Like many others, my life is shaped by changes made within it, whether I had a say in them or not. With change happening often, I find myself lost in nostalgia, who I was and who was around me. I say that’s mainly due to the loss I had to go through at such a young and moldable age. Losing a close friend of mine when I was sixteen felt detrimental, because it was, but also because while I had dealt with grief plenty in my lifetime, it had never happened to someone who was a constant in my daily life, nor had it happened to someone so young. Grief has a way of twisting the past, and with the help of nostalgia, I was not grieving someone I knew but grieving that I would never know them any better. People have their sayings: grief is love with no place to go, or grief gets smaller, but it’s still there, even if you aren’t constantly feeling it. You can not ignore grief; it’s there when you’re sad, but even more so when you are happy, when you’ve done something that the other would find amusing, when someone says something only the two of you have ever talked about. In your wins, when you realize that the people around you are great, but that person being there would be better, you would feel more accomplished, more whole. I felt there was no comfort in my grief; nobody knew the person I did. They knew their own version. My therapist often said that while I may not have known them the best or the longest, I did know them even for a moment of my life, however short, they made a difference, and so did I. Often people will tell you when you lose someone that you should see them one last time, I think that should be a personal choice of course, nobody can decide to live that moment for you, but as a precursor, they will not be who they were. They will be dead. Obvious to most until you are there, looking at someone who once took up space, deflated and cold.
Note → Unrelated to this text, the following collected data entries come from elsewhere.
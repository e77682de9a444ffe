//! Prelude module - commonly used types for convenient import.
//!
//! Use `use herald_events::prelude::*;` to import all essential types.
//!
//! # Example
//!
//! ```rust
//! use herald_events::prelude::*;
//!
//! let on_change: EventSource<(i32,)> = EventSource::new();
//!
//! let _watcher = on_change.add_listener(priority::NORMAL, |value: &i32| {
//!     assert_eq!(*value, 3);
//!     Outcome::Continue
//! });
//!
//! on_change.trigger((3,));
//! ```

// Event sources
pub use crate::{EventSource, ListenerId, priority};

// Listener callbacks
pub use crate::{EventHandler, Outcome};

// Deferred dispatch
pub use crate::DeferredContext;

// Failure reporting
pub use crate::{ErrorHook, ListenerError};
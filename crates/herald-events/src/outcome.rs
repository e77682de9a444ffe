//! Listener return values controlling dispatch continuation.

use serde::{Deserialize, Serialize};

/// Returned by a listener to steer the remainder of a dispatch pass.
#[derive(Debug, Clone, Copy, Default, PartialEq, Eq, Hash, Serialize, Deserialize)]
#[serde(rename_all = "snake_case")]
pub enum Outcome {
    /// Keep calling the remaining listeners, no state change.
    #[default]
    Continue,
    /// Stop calling the remaining listeners for this invocation.
    ///
    /// Listeners earlier in the same pass that returned [`Unregister`]
    /// are still removed once the pass completes.
    ///
    /// [`Unregister`]: Outcome::Unregister
    Cancel,
    /// Keep calling the remaining listeners, then remove this listener
    /// once the current pass completes.
    Unregister,
}

impl Outcome {
    /// Check whether this outcome stops the current pass.
    #[must_use]
    pub fn is_cancel(&self) -> bool {
        matches!(self, Self::Cancel)
    }

    /// Check whether this outcome removes the listener after the pass.
    #[must_use]
    pub fn is_unregister(&self) -> bool {
        matches!(self, Self::Unregister)
    }
}
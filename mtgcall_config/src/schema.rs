use serde::{Deserialize, Serialize};
use std::path::PathBuf;
use tracing::debug;

// Scryfall settings live next to the client that consumes them
use mtgcall_scryfall::ScryfallConfig;

#[derive(Debug, Deserialize, Serialize, Clone, Default)]
pub struct Config {
    #[serde(default)]
    pub lemmy: LemmyConfig,
    #[serde(default)]
    pub scryfall: ScryfallConfig,
}

#[derive(Debug, Deserialize, Serialize, Clone)]
pub struct LemmyConfig {
    /// Instance host, e.g. `lemmy.ml`, or a full base URL
    #[serde(default)]
    pub instance: String,
    #[serde(default)]
    pub username_or_email: String,
    #[serde(default)]
    pub password: String,
    /// Communities on `instance` whose posts and comments are watched
    #[serde(default = "LemmyConfig::default_communities")]
    pub communities: Vec<String>,
    #[serde(default = "LemmyConfig::default_seconds_between_polls")]
    pub seconds_between_polls: u64,
    /// Items fetched per community per poll
    #[serde(default = "LemmyConfig::default_fetch_limit")]
    pub fetch_limit: u32,
    /// Answer posts and comments that already existed when the bot started
    #[serde(default)]
    pub reply_to_backlog: bool,
}

impl Default for LemmyConfig {
    fn default() -> Self {
        Self {
            instance: String::new(),
            username_or_email: String::new(),
            password: String::new(),
            communities: Self::default_communities(),
            seconds_between_polls: Self::default_seconds_between_polls(),
            fetch_limit: Self::default_fetch_limit(),
            reply_to_backlog: false,
        }
    }
}

impl LemmyConfig {
    fn default_communities() -> Vec<String> {
        vec!["sandbox".to_string()]
    }

    const fn default_seconds_between_polls() -> u64 {
        30
    }

    const fn default_fetch_limit() -> u32 {
        20
    }

    /// Base URL of the instance, adding `https://` to a bare host.
    #[must_use]
    pub fn base_url(&self) -> String {
        let instance = self.instance.trim_end_matches('/');
        if instance.starts_with("http://") || instance.starts_with("https://") {
            instance.to_string()
        } else {
            format!("https://{instance}")
        }
    }
}

impl Config {
    pub fn config_dir() -> anyhow::Result<PathBuf> {
        Ok(dirs::home_dir()
            .ok_or_else(|| anyhow::anyhow!("Cannot find home directory"))?
            .join("mtgcall"))
    }

    /// Load `~/mtgcall/config.json`, then apply environment overrides.
    pub fn load() -> anyhow::Result<Self> {
        let config_path = Self::config_dir()?.join("config.json");

        if !config_path.exists() {
            anyhow::bail!(
                "Config file not found at: {}. Please run 'mtgcall init' to create config.",
                config_path.display()
            );
        }

        let content = std::fs::read_to_string(&config_path)?;
        let mut config: Self = serde_json::from_str(&content)?;
        config.apply_overrides(|key| std::env::var(key).ok());

        Ok(config)
    }

    /// Like [`Self::load`], but fall back to defaults when no config file exists.
    pub fn load_or_default() -> anyhow::Result<Self> {
        let config_path = Self::config_dir()?.join("config.json");
        if config_path.exists() {
            return Self::load();
        }

        debug!("No config at {}, using defaults", config_path.display());
        Ok(Self::from_env_with(|key| std::env::var(key).ok()))
    }

    /// Defaults with the credential overrides from `lookup` applied.
    #[must_use]
    pub fn from_env_with<F>(lookup: F) -> Self
    where
        F: Fn(&str) -> Option<String>,
    {
        let mut config = Self::default();
        config.apply_overrides(lookup);
        config
    }

    /// Override credentials from `INSTANCE`, `USERNAME_OR_EMAIL` and `PASSWORD`.
    ///
    /// Empty values are ignored.
    pub fn apply_overrides<F>(&mut self, lookup: F)
    where
        F: Fn(&str) -> Option<String>,
    {
        let fields = [
            ("INSTANCE", &mut self.lemmy.instance),
            ("USERNAME_OR_EMAIL", &mut self.lemmy.username_or_email),
            ("PASSWORD", &mut self.lemmy.password),
        ];

        for (key, field) in fields {
            if let Some(value) = lookup(key).filter(|v| !v.is_empty()) {
                debug!("Using {key} from environment");
                *field = value;
            }
        }
    }

    pub fn ensure_config_dir() -> anyhow::Result<PathBuf> {
        let config_dir = Self::config_dir()?;
        std::fs::create_dir_all(&config_dir)?;
        Ok(config_dir)
    }

    pub fn create_config() -> anyhow::Result<()> {
        let config_dir = Self::ensure_config_dir()?;
        let config_path = config_dir.join("config.json");

        if config_path.exists() {
            anyhow::bail!(
                "Config file already exists at: {}. Please edit it directly.",
                config_path.display()
            );
        }

        let config_template = r#"{
  "lemmy": {
    "instance": "lemmy.example.org",
    "username_or_email": "your-bot-account",
    "password": "your-bot-password",
    "communities": ["sandbox"],
    "seconds_between_polls": 30,
    "fetch_limit": 20,
    "reply_to_backlog": false
  },
  "scryfall": {
    "base_url": "https://api.scryfall.com",
    "timeout": 10
  }
}"#;

        std::fs::write(&config_path, config_template)?;

        println!("✅ Created config file at: {}", config_path.display());
        println!();
        println!("📝 Next steps:");
        println!("   1. Edit the config file and set the instance and bot account");
        println!("   2. Run 'mtgcall lookup \"[[Lightning Bolt]]\"' to check Scryfall access");
        println!("   3. Run 'mtgcall run' to start the bot");
        println!();
        println!("🔧 Configuration options:");
        println!("   - communities: communities on the instance to watch");
        println!("   - seconds_between_polls: delay between feed polls");
        println!("   - INSTANCE / USERNAME_OR_EMAIL / PASSWORD env vars override the file");
        println!();
        Ok(())
    }
}

#[cfg(test)]
mod tests {
    use super::*;

    #[test]
    fn empty_sections_use_defaults() {
        let config: Config = match serde_json::from_str("{}") {
            Ok(c) => c,
            Err(e) => panic!("failed to parse: {e}"),
        };
        assert_eq!(config.lemmy.communities, vec!["sandbox"]);
        assert_eq!(config.lemmy.seconds_between_polls, 30);
        assert_eq!(config.lemmy.fetch_limit, 20);
        assert!(!config.lemmy.reply_to_backlog);
        assert_eq!(config.scryfall.base_url, "https://api.scryfall.com");
    }

    #[test]
    fn partial_lemmy_section_keeps_other_defaults() {
        let json = r#"{ "lemmy": { "instance": "lemmy.ml", "communities": ["mtg"] } }"#;
        let config: Config = match serde_json::from_str(json) {
            Ok(c) => c,
            Err(e) => panic!("failed to parse: {e}"),
        };
        assert_eq!(config.lemmy.instance, "lemmy.ml");
        assert_eq!(config.lemmy.communities, vec!["mtg"]);
        assert_eq!(config.lemmy.seconds_between_polls, 30);
    }

    #[test]
    fn env_overrides_replace_non_empty_values() {
        let mut config = Config::default();
        config.lemmy.password = "from-file".to_string();
        config.apply_overrides(|key| match key {
            "INSTANCE" => Some("lemmy.world".to_string()),
            "PASSWORD" => Some(String::new()),
            _ => None,
        });
        assert_eq!(config.lemmy.instance, "lemmy.world");
        assert_eq!(config.lemmy.password, "from-file");
        assert!(config.lemmy.username_or_email.is_empty());
    }

    #[test]
    fn base_url_adds_scheme() {
        let mut lemmy = LemmyConfig {
            instance: "lemmy.ml/".to_string(),
            ..LemmyConfig::default()
        };
        assert_eq!(lemmy.base_url(), "https://lemmy.ml");
        lemmy.instance = "http://localhost:8536".to_string();
        assert_eq!(lemmy.base_url(), "http://localhost:8536");
    }

    #[test]
    fn environment_alone_fills_credentials() {
        let config = Config::from_env_with(|key| {
            match key {
                "INSTANCE" => Some("lemmy.ml"),
                "USERNAME_OR_EMAIL" => Some("cardbot"),
                "PASSWORD" => Some("hunter2"),
                _ => None,
            }
            .map(str::to_string)
        });
        assert_eq!(config.lemmy.base_url(), "https://lemmy.ml");
        assert_eq!(config.lemmy.username_or_email, "cardbot");
        assert_eq!(config.lemmy.password, "hunter2");
        assert_eq!(config.lemmy.communities, vec!["sandbox"]);
    }
}
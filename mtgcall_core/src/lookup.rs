//! Per-token dispatch to the card search collaborator.

use async_trait::async_trait;
use tracing::{debug, warn};

use crate::CardRecord;

/// A free-text card search backend.
///
/// Implementations receive the raw token and are responsible for escaping it.
/// An empty `Vec` means the backend found nothing; `Err` means the request
/// itself failed (transport, status, decoding).
#[async_trait]
pub trait CardSearch: Send + Sync {
    async fn search(&self, query: &str) -> anyhow::Result<Vec<CardRecord>>;
}

/// Outcome of looking up one token.
#[derive(Debug, Clone, PartialEq, Eq)]
pub enum Lookup {
    /// Non-empty candidate list in backend order.
    Candidates(Vec<CardRecord>),
    /// Nothing usable came back, either an empty result or a failed request.
    NoData,
}

/// Look up a single token.
///
/// Failures never escape: both an empty result and a transport error become
/// [`Lookup::NoData`], only the log level differs.
pub async fn lookup<S: CardSearch + ?Sized>(search: &S, token: &str) -> Lookup {
    match search.search(token).await {
        Ok(cards) if cards.is_empty() => {
            debug!("No cards found for \"{token}\"");
            Lookup::NoData
        }
        Ok(cards) => {
            debug!("Found {} candidate(s) for \"{token}\"", cards.len());
            Lookup::Candidates(cards)
        }
        Err(e) => {
            warn!("Card search failed for \"{token}\": {e:#}");
            Lookup::NoData
        }
    }
}
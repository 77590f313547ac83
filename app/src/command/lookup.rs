//! One-shot lookup: runs the reply pipeline on a message and prints the result.

use mtgcall_config::Config;
use mtgcall_core::CardCaller;
use mtgcall_scryfall::ScryfallClient;
use tracing::info;

/// Input parameters for the Lookup command strategy.
#[derive(Debug, Clone)]
pub struct LookupInput {
    /// Message text to scan for `[[card name]]` calls
    pub text: String,
}

/// Strategy for answering a single message from the command line.
///
/// Builds the same reply the bot would post, without touching Lemmy.
#[derive(Debug, Clone, Copy)]
pub struct LookupStrategy;

impl super::CommandStrategy for LookupStrategy {
    type Input = LookupInput;

    async fn execute(&self, input: Self::Input) -> anyhow::Result<()> {
        let config = Config::load_or_default()?;
        let caller = CardCaller::new(ScryfallClient::new(&config.scryfall)?);

        match caller.reply_for(&input.text).await {
            Some(reply) => println!("{reply}"),
            None => info!("No [[card name]] calls found in message"),
        }

        Ok(())
    }
}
For my first time writing this seems morbid, and even more so TMI, but for those who have ever had to go through grief no matter how big or small, may understand that this moment was the biggest moment of my life, and I am afraid that no matter how big or small of a change I make in my life I will always be the sixteen year old standing at the edge of my dead friends coffin fighting the very urge to call out to him as though it was a cruel joke.